As can be seen from Figure 5b, the distance between Fitted Spectrum 1 and the observation point is 0.13, and the angle with the polar axis is 0.992. The distance between Fitted Spectrum 2 and the observation point is 0.08, and the angle with the polar axis is 0.996. The distance between Fitted Spectrum 3 and the observation point is 0.11, and the angle with the polar axis is 0.994. The distance between the Huang Peiji spectrum and the observation point is 0.33, and the angle with the polar axis is 0.96. The distance between the Shen Zhichun spectrum and the observation point is 0.26, and the angle with the polar axis is 0.97. Therefore, it can be concluded that the green dot representing Fitted Spectrum 2 is the closest to the observation point and has the largest angle with the polar axis, indicating that the Fitting Spectrum 2 has the lowest model error, the highest correlation with the sample spectrum, and the best fitting effect.

As can be seen from Table 6, the D.I value of Fitted Spectrum 2 is the smallest, with a value of 0.10, and the R² value is the largest, with a value of 0.99. Combining the D.I value and the R² value, it can be concluded that the fitting effect of Fitted Spectrum 2 is the best.

In summary, according to the conclusions of Figure 5a,b and Table 6, when Fitted Spectrum 2 is used to fit the bimodal sample spectrum dominated by swell waves, its energy shape is the closest to that of the sample spectrum, and in terms of the standard deviation, D.I value, R² value, etc., it is superior to Fitted Spectrum 1, Fitted Spectrum 3, the Huang Peiji spectrum, the Shen Zhichun spectrum, and the Ochi-Hubble spectrum. Therefore, the fitting effect of Fitted Spectrum 2 is the best.

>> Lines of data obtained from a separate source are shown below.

use std::collections::BTreeMap;

use tracing::debug;

use crate::{
    ast::{
        Assign, BinOp, BooleanLiteral, Num, Program, StringLiteral, UnaryOp, Var, VarDecl,
        Visitor,
    },
    error::RuntimeError,
    interpreter::{symbol_table::SymbolTable, value::core::Value},
};

/// Result type used by the evaluator.
///
/// All evaluation functions return either a value of type `T` or a
/// `RuntimeError` describing the failure.
pub type EvalResult<T> = Result<T, RuntimeError>;

/// Tree-walking interpreter.
///
/// Executes a program against its own scope chain and returns the final
/// value of every declared variable. Expression visits return their value
/// directly, so a binary operator holds its left operand while the right one
/// is evaluated.
///
/// The interpreter does not re-run semantic analysis; call
/// [`SemanticAnalyzer::analyze`](crate::interpreter::analyzer::SemanticAnalyzer::analyze)
/// first (or use [`run`](crate::run)) so that invalid programs are rejected
/// before any statement executes.
///
/// ## Example
/// ```
/// use minipas::{
///     interpreter::{evaluator::core::Interpreter, value::core::Value},
///     parse,
/// };
///
/// let program = parse("PROGRAM T; VAR x: INTEGER; r: REAL; BEGIN x := 7.9; r := x END.").unwrap();
/// let memory = Interpreter::new().interpret(&program).unwrap();
///
/// assert_eq!(memory["X"], Value::Integer(7));
/// assert_eq!(memory["R"], Value::Real(7.0));
/// ```
pub struct Interpreter {
    pub(in crate::interpreter::evaluator) scope: SymbolTable,
}

#[allow(clippy::new_without_default)]
impl Interpreter {
    /// Creates an interpreter with an empty global scope.
    #[must_use]
    pub fn new() -> Self {
        Self { scope: SymbolTable::new("GLOBAL") }
    }

    /// Executes `tree` and returns the final mapping of declared names to
    /// values, ordered by name.
    ///
    /// Each call starts from a fresh global scope.
    ///
    /// # Errors
    /// Returns the first `RuntimeError` raised while executing; no mapping is
    /// produced in that case.
    pub fn interpret(&mut self, tree: &Program) -> EvalResult<BTreeMap<String, Value>> {
        self.scope = SymbolTable::new("GLOBAL");
        self.visit_program(tree)?;

        let scope = std::mem::replace(&mut self.scope, SymbolTable::new("GLOBAL"));
        let memory = scope.into_global_symbols();

        debug!(program = %tree.name, variables = memory.len(), "program executed");
        Ok(memory)
    }
}

impl Visitor for Interpreter {
    type Error = RuntimeError;
    type Value = Value;

    fn visit_var_decl(&mut self, node: &VarDecl) -> EvalResult<()> {
        self.visit_type_spec(&node.type_spec)?;
        self.scope
            .define(&node.var.name, Value::default_for(node.type_spec.var_type));
        Ok(())
    }

    fn visit_assign(&mut self, node: &Assign) -> EvalResult<()> {
        self.eval_assign(node)
    }

    fn visit_var(&mut self, node: &Var) -> EvalResult<Value> {
        self.scope
            .lookup(&node.name, false)
            .cloned()
            .ok_or_else(|| RuntimeError::UndefinedVariable { name:   node.name.clone(),
                                                             line:   node.token.line,
                                                             column: node.token.column, })
    }

    fn visit_num(&mut self, node: &Num) -> EvalResult<Value> {
        Ok(Value::Real(node.value))
    }

    fn visit_string_literal(&mut self, node: &StringLiteral) -> EvalResult<Value> {
        Ok(Value::Text(node.value.clone()))
    }

    fn visit_boolean_literal(&mut self, node: &BooleanLiteral) -> EvalResult<Value> {
        Ok(Value::Boolean(node.value))
    }

    fn visit_unary_op(&mut self, node: &UnaryOp) -> EvalResult<Value> {
        let operand = node.operand.accept(self)?;
        Self::eval_unary(node.op, &operand, node.token.line, node.token.column)
    }

    fn visit_bin_op(&mut self, node: &BinOp) -> EvalResult<Value> {
        let left = node.left.accept(self)?;
        let right = node.right.accept(self)?;
        Self::eval_binary(node.op, left, right, node.token.line, node.token.column)
    }
}
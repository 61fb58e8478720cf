use minipas::{
    ast::{BinaryOperator, Expr, Statement, UnaryOperator, VarType},
    error::{Error, SyntaxError},
    interpreter::token::TokenKind,
    parse,
};

fn first_assignment_value(src: &str) -> Expr {
    let program = parse(src).unwrap_or_else(|e| panic!("Failed to parse {src:?}: {e}"));

    match program.block.compound.children.into_iter().next() {
        Some(Statement::Assign(assign)) => assign.value,
        other => panic!("Expected an assignment, got {other:?}"),
    }
}

#[test]
fn declarations_expand_per_name() {
    let program = parse("PROGRAM P; VAR a, b: INTEGER; s: STRING; BEGIN END.").unwrap();
    let declared: Vec<_> = program.block
                                  .declarations
                                  .iter()
                                  .map(|d| (d.var.name.as_str(), d.type_spec.var_type))
                                  .collect();

    assert_eq!(declared,
               [("A", VarType::Integer), ("B", VarType::Integer), ("S", VarType::String)]);
}

#[test]
fn var_section_is_optional() {
    let program = parse("PROGRAM P; BEGIN END.").unwrap();

    assert!(program.block.declarations.is_empty());
    assert_eq!(program.block.compound.children, [Statement::Empty]);
}

#[test]
fn trailing_semicolon_adds_empty_statement() {
    let program = parse("PROGRAM P; VAR x: REAL; BEGIN x := 1; END.").unwrap();
    let children = &program.block.compound.children;

    assert_eq!(children.len(), 2);
    assert!(matches!(children[0], Statement::Assign(_)));
    assert_eq!(children[1], Statement::Empty);
}

#[test]
fn nested_compound_statements() {
    let program = parse("PROGRAM P; VAR x: REAL; BEGIN BEGIN x := 1 END; x := 2 END.").unwrap();
    let children = &program.block.compound.children;

    assert!(matches!(&children[0], Statement::Compound(inner) if inner.children.len() == 1));
    assert!(matches!(children[1], Statement::Assign(_)));
}

#[test]
fn multiplication_binds_tighter() {
    let source = "PROGRAM P; VAR x: REAL; BEGIN x := 1 + 2 * 3 END.";
    let Expr::BinOp(add) = first_assignment_value(source) else {
        panic!("Expected a binary operation");
    };

    assert_eq!(add.op, BinaryOperator::Add);
    assert!(matches!(*add.left, Expr::Num(ref n) if n.value == 1.0));
    assert!(matches!(*add.right, Expr::BinOp(ref mul) if mul.op == BinaryOperator::Mul));
}

#[test]
fn subtraction_is_left_associative() {
    let source = "PROGRAM P; VAR x: REAL; BEGIN x := 8 - 4 - 2 END.";
    let Expr::BinOp(outer) = first_assignment_value(source) else {
        panic!("Expected a binary operation");
    };

    assert_eq!(outer.op, BinaryOperator::Sub);
    assert!(matches!(*outer.left, Expr::BinOp(ref inner) if inner.op == BinaryOperator::Sub));
    assert!(matches!(*outer.right, Expr::Num(ref n) if n.value == 2.0));
}

#[test]
fn div_keyword_is_division() {
    let value = first_assignment_value("PROGRAM P; VAR x: REAL; BEGIN x := 7 div 2 END.");
    assert!(matches!(value, Expr::BinOp(ref op) if op.op == BinaryOperator::Div));
}

#[test]
fn unary_operators_nest() {
    let source = "PROGRAM P; VAR x: REAL; BEGIN x := -+5 END.";
    let Expr::UnaryOp(outer) = first_assignment_value(source) else {
        panic!("Expected a unary operation");
    };

    assert_eq!(outer.op, UnaryOperator::Minus);
    assert!(matches!(*outer.operand, Expr::UnaryOp(ref inner) if inner.op == UnaryOperator::Plus));
}

#[test]
fn literals() {
    let value = first_assignment_value("PROGRAM P; VAR s: STRING; BEGIN s := 'Mixed Case' END.");
    assert!(matches!(value, Expr::StringLiteral(ref s) if s.value == "Mixed Case"));

    let value = first_assignment_value("PROGRAM P; VAR b: BOOLEAN; BEGIN b := false END.");
    assert!(matches!(value, Expr::BooleanLiteral(ref b) if !b.value));
}

#[test]
fn assignment_keeps_operator_position() {
    let program = parse("PROGRAM P;\nVAR x: REAL;\nBEGIN\n  x := 1\nEND.").unwrap();
    let Statement::Assign(assign) = &program.block.compound.children[0] else {
        panic!("Expected an assignment");
    };

    assert_eq!(assign.target.name, "X");
    assert_eq!((assign.token.line, assign.token.column), (4, 5));
}

#[test]
fn missing_semicolon_before_begin() {
    let error = parse("PROGRAM P; BEGIN BEGIN END BEGIN END END.").unwrap_err();
    assert!(matches!(error,
                     Error::Syntax(SyntaxError::MissingSemicolon { found: TokenKind::Begin, .. })));
}

#[test]
fn unknown_type() {
    let error = parse("PROGRAM P; VAR x: CHAR; BEGIN END.").unwrap_err();
    assert!(matches!(error, Error::Syntax(SyntaxError::UnknownType { found: TokenKind::Id, .. })));
}

#[test]
fn lexical_errors_surface_through_the_parser() {
    let error = parse("PROGRAM P; BEGIN x := 'open END.").unwrap_err();
    assert!(matches!(error, Error::Lex(_)));
}

#[test]
fn unexpected_token_names_both_kinds() {
    let error = parse("PROGRAM P; VAR x: REAL; BEGIN x := ) END.").unwrap_err();
    assert_eq!(error.to_string(),
               "Error on line 1, column 36: Syntax error: expected ID, got RPAREN.");
}
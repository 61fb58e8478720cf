/// The semantic analyzer validates a program before it runs.
///
/// The analyzer walks the syntax tree over its own scope chain and rejects
/// duplicate declarations and references to undeclared variables. Nothing is
/// executed, so a program that fails analysis has no observable effect.
///
/// # Responsibilities
/// - Records every declaration in the current scope.
/// - Resolves every variable reference through the scope chain.
/// - Reports semantic errors with the position of the offending identifier.
pub mod analyzer;
/// The evaluator module executes a validated syntax tree.
///
/// The evaluator walks the tree, computes expression values, applies the
/// assignment coercion rules and stores results in the symbol table. When the
/// program completes it hands back the final value of every declared variable.
///
/// # Responsibilities
/// - Evaluates arithmetic and text concatenation.
/// - Widens and truncates numbers on assignment according to the target type.
/// - Reports runtime errors such as division by zero or type mismatches.
pub mod evaluator;
/// The lexer module tokenizes source code for further parsing.
///
/// The lexer reads the raw source text and produces one token per request:
/// numbers, identifiers, keywords, string literals and punctuation, each with
/// the line and column where it starts. Keywords and identifiers are
/// case-insensitive.
///
/// # Responsibilities
/// - Converts the input character stream into positioned tokens.
/// - Resolves reserved words and normalizes identifier case.
/// - Reports lexical errors for invalid or unterminated input.
pub mod lexer;
/// The parser module builds the abstract syntax tree (AST) from tokens.
///
/// The parser is a recursive-descent parser with a single token of
/// lookahead. It consumes tokens from the lexer on demand and constructs the
/// tree described in [`crate::ast`].
///
/// # Responsibilities
/// - Converts tokens into program, declaration, statement and expression nodes.
/// - Enforces operator precedence and left associativity.
/// - Validates the grammar, reporting syntax errors with location info.
pub mod parser;
/// Scoped name-to-value storage shared by the analyzer and the evaluator.
pub mod symbol_table;
/// Token kinds and the token record produced by the lexer.
pub mod token;
/// The value module defines the runtime data types for evaluation.
///
/// # Responsibilities
/// - Defines the `Value` enum and its kind tags.
/// - Provides the defaults of freshly declared variables.
/// - Serializes values for the JSON report.
pub mod value;
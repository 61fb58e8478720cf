use minipas::interpreter::{
    symbol_table::{SymbolTable, UndefinedSymbol},
    value::core::Value,
};

#[test]
fn global_scope_is_level_one() {
    let table = SymbolTable::new("GLOBAL");

    assert_eq!(table.scope_name(), "GLOBAL");
    assert_eq!(table.scope_level(), 1);
    assert!(table.symbols().is_empty());
}

#[test]
fn nested_scopes_shadow_and_restore() {
    let mut table = SymbolTable::new("GLOBAL");
    let global = table.current();
    table.define("X", Value::Integer(1));

    let inner = table.enter_scope("INNER");
    assert_ne!(inner, global);
    assert_eq!(table.scope_level(), 2);

    table.define("X", Value::Text("shadow".to_string()));
    assert_eq!(table.lookup("X", false), Some(&Value::Text("shadow".to_string())));

    assert_eq!(table.leave_scope(), Some(global));
    assert_eq!(table.lookup("X", false), Some(&Value::Integer(1)));
}

#[test]
fn leaving_global_scope_is_a_no_op() {
    let mut table = SymbolTable::new("GLOBAL");

    assert_eq!(table.leave_scope(), None);
    assert_eq!(table.scope_name(), "GLOBAL");
}

#[test]
fn assign_updates_nearest_declaring_scope() {
    let mut table = SymbolTable::new("GLOBAL");
    table.define("COUNT", Value::Integer(0));
    table.enter_scope("INNER");

    table.assign("COUNT", Value::Integer(5)).unwrap();
    assert!(table.symbols().is_empty());

    table.leave_scope();
    assert_eq!(table.symbols()["COUNT"], Value::Integer(5));
}

#[test]
fn assign_never_creates_bindings() {
    let mut table = SymbolTable::new("GLOBAL");

    assert_eq!(table.assign("MISSING", Value::Boolean(true)),
               Err(UndefinedSymbol { name: "MISSING".to_string() }));
    assert_eq!(table.lookup("MISSING", false), None);
}

#[test]
fn global_symbols_are_ordered_by_name() {
    let mut table = SymbolTable::new("GLOBAL");
    table.define("ZETA", Value::Real(1.0));
    table.define("ALPHA", Value::Real(2.0));
    table.enter_scope("INNER");
    table.define("LOCAL", Value::Real(3.0));

    let names: Vec<_> = table.into_global_symbols().into_keys().collect();
    assert_eq!(names, ["ALPHA", "ZETA"]);
}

4.3. Fit the Bimodal Spectrum with Comparable Wind and Swell Energy

Fit Fitted Spectra 1–3, the Huang Peiji six-parameter spectrum, the Shen Zhichun spectrum, and the Ochi-Hubble spectrum with the bimodal sample spectrum with comparable wind and swell energy. The precise parameters of Fitted Spectra 1–3 are shown in Table 7. The observation results are shown in Figure 6, and the fitting effects are shown in Table 8.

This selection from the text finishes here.